== Dataset excerpts

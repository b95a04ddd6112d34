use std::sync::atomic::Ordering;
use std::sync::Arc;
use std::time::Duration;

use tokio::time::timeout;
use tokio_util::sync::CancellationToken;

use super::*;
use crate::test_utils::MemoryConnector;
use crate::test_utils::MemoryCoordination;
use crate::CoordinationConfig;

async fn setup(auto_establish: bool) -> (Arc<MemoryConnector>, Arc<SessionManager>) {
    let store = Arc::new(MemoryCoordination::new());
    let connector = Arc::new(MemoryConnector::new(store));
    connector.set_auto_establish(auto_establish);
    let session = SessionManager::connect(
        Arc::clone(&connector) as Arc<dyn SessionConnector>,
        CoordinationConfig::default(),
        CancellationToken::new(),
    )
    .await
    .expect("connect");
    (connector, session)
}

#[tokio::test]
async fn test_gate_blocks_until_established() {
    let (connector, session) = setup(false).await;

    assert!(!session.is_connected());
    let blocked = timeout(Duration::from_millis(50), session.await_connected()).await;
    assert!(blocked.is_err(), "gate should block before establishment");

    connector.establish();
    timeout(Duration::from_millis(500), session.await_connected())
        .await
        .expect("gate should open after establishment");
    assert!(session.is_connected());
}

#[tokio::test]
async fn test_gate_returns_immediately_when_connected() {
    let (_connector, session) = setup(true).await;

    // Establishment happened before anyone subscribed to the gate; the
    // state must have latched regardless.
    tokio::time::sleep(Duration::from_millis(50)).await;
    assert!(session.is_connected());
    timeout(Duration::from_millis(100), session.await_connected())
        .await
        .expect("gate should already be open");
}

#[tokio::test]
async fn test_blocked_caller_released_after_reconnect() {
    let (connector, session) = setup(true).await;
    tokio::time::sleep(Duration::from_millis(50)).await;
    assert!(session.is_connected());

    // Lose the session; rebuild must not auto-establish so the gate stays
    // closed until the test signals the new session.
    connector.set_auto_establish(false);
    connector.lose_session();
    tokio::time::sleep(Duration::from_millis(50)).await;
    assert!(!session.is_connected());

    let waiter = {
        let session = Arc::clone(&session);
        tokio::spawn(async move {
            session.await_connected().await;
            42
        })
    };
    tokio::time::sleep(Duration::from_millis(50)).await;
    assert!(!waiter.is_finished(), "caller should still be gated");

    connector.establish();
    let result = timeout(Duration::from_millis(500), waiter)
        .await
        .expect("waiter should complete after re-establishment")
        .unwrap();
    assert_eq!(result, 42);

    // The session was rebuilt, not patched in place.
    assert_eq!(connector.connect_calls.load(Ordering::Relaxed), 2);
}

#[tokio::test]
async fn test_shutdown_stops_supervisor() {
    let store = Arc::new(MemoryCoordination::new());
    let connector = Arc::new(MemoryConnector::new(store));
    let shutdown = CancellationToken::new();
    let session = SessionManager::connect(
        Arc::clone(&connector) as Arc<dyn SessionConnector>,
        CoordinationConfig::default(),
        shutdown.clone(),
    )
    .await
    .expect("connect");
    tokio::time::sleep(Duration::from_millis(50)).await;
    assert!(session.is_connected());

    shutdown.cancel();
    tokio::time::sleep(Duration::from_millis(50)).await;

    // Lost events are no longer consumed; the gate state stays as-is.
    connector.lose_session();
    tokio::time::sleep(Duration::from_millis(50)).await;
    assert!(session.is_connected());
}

====

## [Assigned task]
If a line in the material above contains "open", show that line.

## [Answer space]
        .expect("gate should open after establishment");
        .expect("gate should already be open");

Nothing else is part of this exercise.